Supporting effective corporate management of Information Governance activities

Policy points are numbered. The numbering corresponds to explanations of ‘why?’ and ‘how?’ for each point further down the page.

What must I do?

1. MUST: All employees must comply with all Information Policies

2. MUST: All employees must successfully complete relevant training in Information Governance key messages annually

3. MUST: All managers must ensure that employees under their management are complying with our policies and any agreed exceptions

4. MUST: We must ensure that the roles of Data Protection Officer (DPO) and Senior Information Risk Owner (SIRO) are in place

5. MUST: We must ensure that an Information Governance Strategy is in place

6. MUST: We must undertake annual reviews of the IG Strategy, all Information Policies and Information Risks

7. MUST: Any exceptions to Information Policies must be risk assessed and approved

Why must I do it?

1. This is to ensure that the Organisation remains complaint with Information law and provides assurance to the public over secure practices.

2. This is to ensure that ECC can be certain that staff have been told the correct messages about how to handle data securely, and that we can evidence this to our regulators, partners and the public to give them confidence that we are suitable custodians of their data

3. Managers have a key role in ensuring any policy is being implemented appropriately.

4. The DPO role is a statutory requirement and the SIRO is best practice.

5. Strategies are only effective when they meet the demands of the law and enable employees to achieve compliance in a practical way.
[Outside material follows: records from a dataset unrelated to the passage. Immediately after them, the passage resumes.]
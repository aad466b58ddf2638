//! Static data types describing a compiled program table.
//!
//! Everything here is inert: constructors and accessors only, no dispatch
//! behavior. The builder (`pm-builder`) and table compiler (`pm-table`)
//! populate these types; the runtime (`pm-runtime`) only ever reads them.

use pm_events::EventHandle;

/// How a program's action slot and its individual triggers accumulate
/// evidence before firing. See the join-operation compilation table for how
/// a [`crate::JoinOp`] is lowered into one slot `SigType` plus a per-trigger
/// `SigType` assignment.
#[derive(Debug, Clone, Copy, PartialEq, Eq, Hash)]
pub enum SigType {
    /// Fires once `count` of its triggers have matched, any order.
    Any,
    /// Fires once every distinct trigger position has matched, any order.
    And,
    /// Fires once triggers match in strictly descending `sig_val` order.
    Sequence,
    /// As `Sequence`, but consecutive witnesses must be ordinally adjacent.
    SequenceImm,
    /// Fires once every one-hot bit required has been cleared from the
    /// slot's bitmask.
    Within,
    /// A delimiter: firing before the slot is satisfied aborts the
    /// instance rather than contributing evidence.
    Del,
}

/// The join operator exposed to the builder DSL. Each variant lowers to one
/// row of the slot/trigger compilation table (`pm-table::compile`).
#[derive(Debug, Clone, Copy, PartialEq, Eq, Hash)]
pub enum JoinOp {
    Sequence,
    SequenceImm,
    SequenceStruct,
    Within,
    WithinStruct,
    Any,
    And,
}

/// The firing condition owned by a [`Program`]: a `(sigval, count)` pair
/// that the runtime mutates per-instance, and what happens once it reaches
/// its satisfied state.
#[derive(Debug, Clone, Copy)]
pub struct ActionSlotDef {
    pub sig_type: SigType,
    pub init_sigval: u32,
    pub init_count: u32,
    /// Synthetic event emitted (and recursively dispatched) when the slot
    /// is satisfied.
    pub event_on_fire: EventHandle,
    /// Non-zero iff firing this program also emits a user-visible named
    /// result; the value is the symbol id of the pattern's declared name.
    pub result_handle: u32,
}

impl ActionSlotDef {
    pub fn emits_result(&self) -> bool {
        self.result_handle != 0
    }
}

/// One incoming event subscription on a [`Program`].
#[derive(Debug, Clone, Copy)]
pub struct Trigger {
    pub event: EventHandle,
    /// Eligible to seed a new program instance when observed.
    pub is_key: bool,
    pub sig_type: SigType,
    pub sig_val: u32,
    /// Non-zero iff a matching fire binds `data` to this variable name.
    pub variable: u32,
}

/// A compiled, static program: one firing condition plus the ordered list
/// of events that feed it.
#[derive(Debug, Clone)]
pub struct Program {
    pub id: u32,
    /// Proximity distance, in ordinal positions, beyond which an open
    /// instance of this program expires unfired.
    pub range: u32,
    pub slot: ActionSlotDef,
    pub triggers: Vec<Trigger>,
}

impl Program {
    pub fn new(id: u32, range: u32, slot: ActionSlotDef) -> Self {
        Self {
            id,
            range,
            slot,
            triggers: Vec::new(),
        }
    }

    /// Triggers eligible to seed a new instance on first observation.
    pub fn key_triggers(&self) -> impl Iterator<Item = &Trigger> {
        self.triggers.iter().filter(|t| t.is_key)
    }
}

#[cfg(test)]
mod tests {
    use super::*;
    use pm_events::EventKind;

    fn handle(idx: u32) -> EventHandle {
        EventHandle::new(EventKind::Expression, idx).unwrap()
    }

    #[test]
    fn emits_result_reflects_nonzero_handle() {
        let slot_no_result = ActionSlotDef {
            sig_type: SigType::Sequence,
            init_sigval: 2,
            init_count: 2,
            event_on_fire: handle(1),
            result_handle: 0,
        };
        assert!(!slot_no_result.emits_result());

        let slot_with_result = ActionSlotDef {
            result_handle: 7,
            ..slot_no_result
        };
        assert!(slot_with_result.emits_result());
    }

    #[test]
    fn key_triggers_filters_non_key() {
        let slot = ActionSlotDef {
            sig_type: SigType::Any,
            init_sigval: 0,
            init_count: 1,
            event_on_fire: handle(99),
            result_handle: 0,
        };
        let mut program = Program::new(0, 10, slot);
        program.triggers.push(Trigger {
            event: handle(1),
            is_key: true,
            sig_type: SigType::Any,
            sig_val: 0,
            variable: 0,
        });
        program.triggers.push(Trigger {
            event: handle(2),
            is_key: false,
            sig_type: SigType::Any,
            sig_val: 0,
            variable: 0,
        });

        let keys: Vec<_> = program.key_triggers().collect();
        assert_eq!(keys.len(), 1);
        assert_eq!(keys[0].event, handle(1));
    }
}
It is therefore vital that our strategy reflects the current legal requirements and helps guide employees in a clear way to meet those requirements. The Strategy must therefore be regularly reviewed to ensure it is fit for purpose.
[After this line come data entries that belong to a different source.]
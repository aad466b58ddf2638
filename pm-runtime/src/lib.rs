//! The per-document State Machine (§4.4): the runtime engine that consumes
//! events, maintains open program instances, and fires results.
//!
//! A [`StateMachine`] borrows an optimized [`ProgramTable`] (immutable,
//! shareable across every document processed from the same compiled
//! instance) and owns everything that changes per document: the instance
//! arena, the variable-binding arena, and the accumulated result list.

mod error;
mod instance;

use std::collections::HashMap;

pub use error::RuntimeError;
pub use instance::{Instance, InstanceState};

use pm_events::{EventData, EventHandle, EventItem, EventItemArena, EventItemList};
use pm_model::SigType;
use pm_table::ProgramTable;

/// One emitted match: the symbol id of the firing pattern's declared
/// result name and the span/bindings it covers.
#[derive(Debug, Clone, Copy)]
pub struct MatchResult {
    pub result_handle: u32,
    pub span: EventData,
}

/// Telemetry counters mirroring the original engine's statistics surface.
#[derive(Debug, Default, Clone, Copy)]
pub struct Telemetry {
    pub nof_programs_installed: u32,
    pub nof_alt_key_programs_installed: u32,
    pub nof_signals_fired: u64,
    pub nof_open_patterns: u32,
}

struct ProgramRuntimeInfo {
    /// event (packed) -> index of the trigger in this program subscribed
    /// to it. Each program has at most one trigger per distinct event.
    trigger_by_event: HashMap<u32, usize>,
    /// OR of every `Within`/`WithinStruct` trigger's `sig_val`; the
    /// bitmask a fresh instance of this program starts from.
    within_required_bits: u32,
}

/// The per-document automaton runtime.
pub struct StateMachine<'t> {
    table: &'t ProgramTable,
    runtime_info: Vec<ProgramRuntimeInfo>,
    key_index: HashMap<u32, Vec<u32>>,
    instances: Vec<Option<Instance>>,
    free_list: Vec<usize>,
    open_index: HashMap<(u32, u32), usize>,
    bindings: EventItemArena,
    results: Vec<MatchResult>,
    pending: Vec<(EventHandle, EventData)>,
    current_pos: u32,
    telemetry: Telemetry,
}

impl<'t> StateMachine<'t> {
    pub fn new(table: &'t ProgramTable) -> Self {
        let mut key_index: HashMap<u32, Vec<u32>> = HashMap::new();
        let mut runtime_info = Vec::with_capacity(table.programs().len());

        for program in table.programs() {
            let mut trigger_by_event = HashMap::new();
            let mut within_required_bits = 0u32;
            for (idx, trigger) in program.triggers.iter().enumerate() {
                trigger_by_event.insert(trigger.event.packed(), idx);
                if trigger.sig_type == SigType::Within {
                    within_required_bits |= trigger.sig_val;
                }
                if trigger.is_key {
                    key_index.entry(trigger.event.packed()).or_default().push(program.id);
                }
            }
            runtime_info.push(ProgramRuntimeInfo {
                trigger_by_event,
                within_required_bits,
            });
        }

        let nof_alt_key_programs_installed = table
            .statistics()
            .map(|s| s.nof_alt_key_programs_installed)
            .unwrap_or(0);

        tracing::debug!(target: "pm.runtime", nof_programs = table.programs().len(), "state_machine_created");

        Self {
            table,
            runtime_info,
            key_index,
            instances: Vec::new(),
            free_list: Vec::new(),
            open_index: HashMap::new(),
            bindings: EventItemArena::new(),
            results: Vec::new(),
            pending: Vec::new(),
            current_pos: 0,
            telemetry: Telemetry {
                nof_programs_installed: table.programs().len() as u32,
                nof_alt_key_programs_installed,
                nof_signals_fired: 0,
                nof_open_patterns: 0,
            },
        }
    }

    /// Advance the current ordinal position, reaping every instance that
    /// has expired strictly before dispatching anything at the new
    /// position.
    pub fn set_current_pos(&mut self, ordpos: u32) -> Result<(), RuntimeError> {
        if ordpos < self.current_pos {
            return Err(RuntimeError::OutOfOrderInput {
                current: self.current_pos,
                got: ordpos,
            });
        }
        self.current_pos = ordpos;
        self.reap();
        Ok(())
    }

    /// Dispatch `event` with `data` to every subscribing program, draining
    /// the cascade of synthetic events it may produce before returning.
    pub fn do_transition(&mut self, event: EventHandle, data: EventData) -> Result<(), RuntimeError> {
        if data.start_ordpos < self.current_pos {
            return Err(RuntimeError::OutOfOrderInput {
                current: self.current_pos,
                got: data.start_ordpos,
            });
        }

        self.pending.push((event, data));
        while let Some((e, d)) = self.pending.pop() {
            self.dispatch_one(e, d);
        }
        self.telemetry.nof_open_patterns = self.instances.iter().filter(|i| i.is_some()).count() as u32;
        Ok(())
    }

    pub fn results(&self) -> &[MatchResult] {
        &self.results
    }

    pub fn telemetry(&self) -> Telemetry {
        self.telemetry
    }

    /// Average number of triggers across every currently open instance's
    /// program; mirrors the original engine's `nofTriggersAvgActive`.
    pub fn avg_triggers_active(&self) -> f64 {
        let open: Vec<&Instance> = self.instances.iter().flatten().collect();
        if open.is_empty() {
            return 0.0;
        }
        let total: usize = open
            .iter()
            .map(|inst| self.table.programs()[inst.program_id as usize].triggers.len())
            .sum();
        total as f64 / open.len() as f64
    }

    /// The binding-list cursor an [`EventData`] points at.
    pub fn event_data_item_list_idx(&self, data: &EventData) -> EventItemList {
        data.subdataref
    }

    /// Read the binding at `cursor` and the cursor for the next one, or
    /// `None` once the list is exhausted.
    pub fn next_result_item(&self, cursor: EventItemList) -> Option<(&EventItem, EventItemList)> {
        let item = self.bindings.get(cursor)?;
        Some((item, item.next()))
    }

    /// Idiomatic alternative to the cursor-based accessors above: iterate
    /// every binding attached to a result in order.
    pub fn bindings(&self, cursor: EventItemList) -> pm_events::binding::EventItemIter<'_> {
        self.bindings.iter(cursor)
    }

    /// Discard every open instance and accumulated result, keeping the
    /// same program table and rewinding the current position to zero.
    pub fn reset(&mut self) {
        self.instances.clear();
        self.free_list.clear();
        self.open_index.clear();
        self.bindings.clear();
        self.results.clear();
        self.pending.clear();
        self.current_pos = 0;
        self.telemetry.nof_open_patterns = 0;
        tracing::debug!(target: "pm.runtime", "state_machine_reset");
    }

    fn reap(&mut self) {
        let expired: Vec<usize> = self
            .instances
            .iter()
            .enumerate()
            .filter_map(|(idx, slot)| match slot {
                Some(inst) if inst.state == InstanceState::Live && self.current_pos > inst.expires_at => Some(idx),
                _ => None,
            })
            .collect();

        for idx in expired {
            let instance = self.instances[idx].take().unwrap();
            self.open_index.remove(&instance.open_key);
            self.free_list.push(idx);
            tracing::trace!(target: "pm.runtime", program_id = instance.program_id, "instance_expired");
        }
    }

    fn alloc_instance(&mut self, instance: Instance) -> usize {
        if let Some(idx) = self.free_list.pop() {
            self.instances[idx] = Some(instance);
            idx
        } else {
            self.instances.push(Some(instance));
            self.instances.len() - 1
        }
    }

    fn dispatch_one(&mut self, event: EventHandle, data: EventData) {
        let packed = event.packed();

        if let Some(program_ids) = self.key_index.get(&packed).cloned() {
            for program_id in program_ids {
                let program = &self.table.programs()[program_id as usize];
                let key = instance::dedup_key(program.slot.sig_type, program_id, data.start_ordpos);
                if self.open_index.contains_key(&key) {
                    continue;
                }
                let within_bits = self.runtime_info[program_id as usize].within_required_bits;
                let instance = Instance::seed(program_id, program.range, &program.slot, data, within_bits);
                let idx = self.alloc_instance(instance);
                self.open_index.insert(key, idx);
                tracing::trace!(target: "pm.runtime", program_id, start_ordpos = data.start_ordpos, "instance_created");
            }
        }

        let mut fired = Vec::new();
        let mut aborted = Vec::new();
        for idx in 0..self.instances.len() {
            let program_id = match &self.instances[idx] {
                Some(inst) if inst.state == InstanceState::Live => inst.program_id,
                _ => continue,
            };
            let Some(&trigger_idx) = self.runtime_info[program_id as usize].trigger_by_event.get(&packed) else {
                continue;
            };
            let trigger = self.table.programs()[program_id as usize].triggers[trigger_idx];

            if trigger.sig_type == SigType::Del {
                aborted.push(idx);
                continue;
            }

            let init_count = self.table.programs()[program_id as usize].slot.init_count;
            let instance = self.instances[idx].as_mut().unwrap();
            let Some(satisfied) = instance.apply(&trigger, trigger_idx, init_count, &data) else {
                continue;
            };

            if trigger.variable != 0 {
                let head = instance.bindings_head;
                let new_head = self.bindings.push_front(head, trigger.variable, data);
                self.instances[idx].as_mut().unwrap().bindings_head = new_head;
            }

            if satisfied {
                fired.push(idx);
            }
        }

        for idx in aborted {
            if let Some(instance) = self.instances[idx].take() {
                self.open_index.remove(&instance.open_key);
                self.free_list.push(idx);
                tracing::trace!(target: "pm.runtime", program_id = instance.program_id, "instance_aborted_on_delimiter");
            }
        }

        for idx in fired {
            let Some(instance) = self.instances[idx].take() else {
                continue;
            };
            self.open_index.remove(&instance.open_key);
            self.free_list.push(idx);

            let program = &self.table.programs()[instance.program_id as usize];
            let mut fire_data = instance.span;
            fire_data.handle = program.slot.event_on_fire;
            fire_data.subdataref = instance.bindings_head;

            if program.slot.result_handle != 0 {
                self.results.push(MatchResult {
                    result_handle: program.slot.result_handle,
                    span: fire_data,
                });
            }
            tracing::trace!(
                target: "pm.runtime",
                program_id = instance.program_id,
                result_handle = program.slot.result_handle,
                "instance_fired"
            );
            self.pending.push((program.slot.event_on_fire, fire_data));
        }

        self.telemetry.nof_signals_fired += 1;
    }
}

#[cfg(test)]
mod tests;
6. Policies are only effective when they meet the demands of the law and enable employees to achieve compliance in a practical way. It is therefore vital that our policies reflect the current legal requirements and help guide employees in a clear way to meet those requirements. Policy and Risk Management must therefore be regularly reviewed to ensure they are fit for purpose.

7. We need to monitor and control the risks created by allowing exceptions to the policy.

How must I do it?

1. By reading the Information Policies, by attending and completing relevant training, by seeking clarification of policy from managers when unsure.

2. By attending face-to-face training or completing elearning that has been designated as mandatory for your role.

3. Ensure employees are instructed appropriately (through both Induction and Refresher training) on how to securely manage the data they have access to in their roles. Ensure employees have completed relevant formal training (for systems they use, and compulsory E-Learning). Use team meetings to discuss information policy issues. Where there is uncertainty over correct procedure, seek advice for clarification.

4. Appoint new employees or add responsibilities to existing roles. Ensure that the responsibilities of the roles are fully documented and that the role holders have sufficient resource and training to fulfil their roles.

5. A Strategy should be approved by the Leadership Team and annual reviews should be made against its progress, reported to the Leadership Team and the Strategy should be amended if required.

6. Policy and Risk reviews should be undertaken annually and approved by the Leadership Team.

7. By recording approved exceptions in such a way as to be able to report on all current instances; showing who and what the exception is for, why it was granted, when the exception approval period comes to an end and who supported and approved the exception. Assessment of a request for an exception must be done by receiving an approval and acceptance of risk by the Senior Information Risk Owner (SIRO) or a delegated role.

What if I need to do something against the policy?

If you believe you have a valid business reason for an exception to these policy points, having read and understood the reasons why they are in place, please raise a formal request by contacting Walesby C of E Primary School DPO Mrs J Marshall dpo@walesby.notts.sch.uk;

Document Control

Version: 2

Date approved: Monday 4^th June 2018

Approved by: Full Governing Body Monday 4^th June 2018

Next Review: Tuesday 4th June 2019

References

• Data Protection Act 1998 (to May 25^th 2018)

• General Data Protection Regulations 2016 (from 25^th May 2018)

• Article 8, The Human Rights Act 1998

• Freedom of Information Act 2000

• Environmental Information Regulations 2004

Breach Statement

Breaches of Information Policies will be investigated and may result in disciplinary action. Serious breaches of Policy may be considered gross misconduct and result in dismissal without notice, or legal action being taken against you.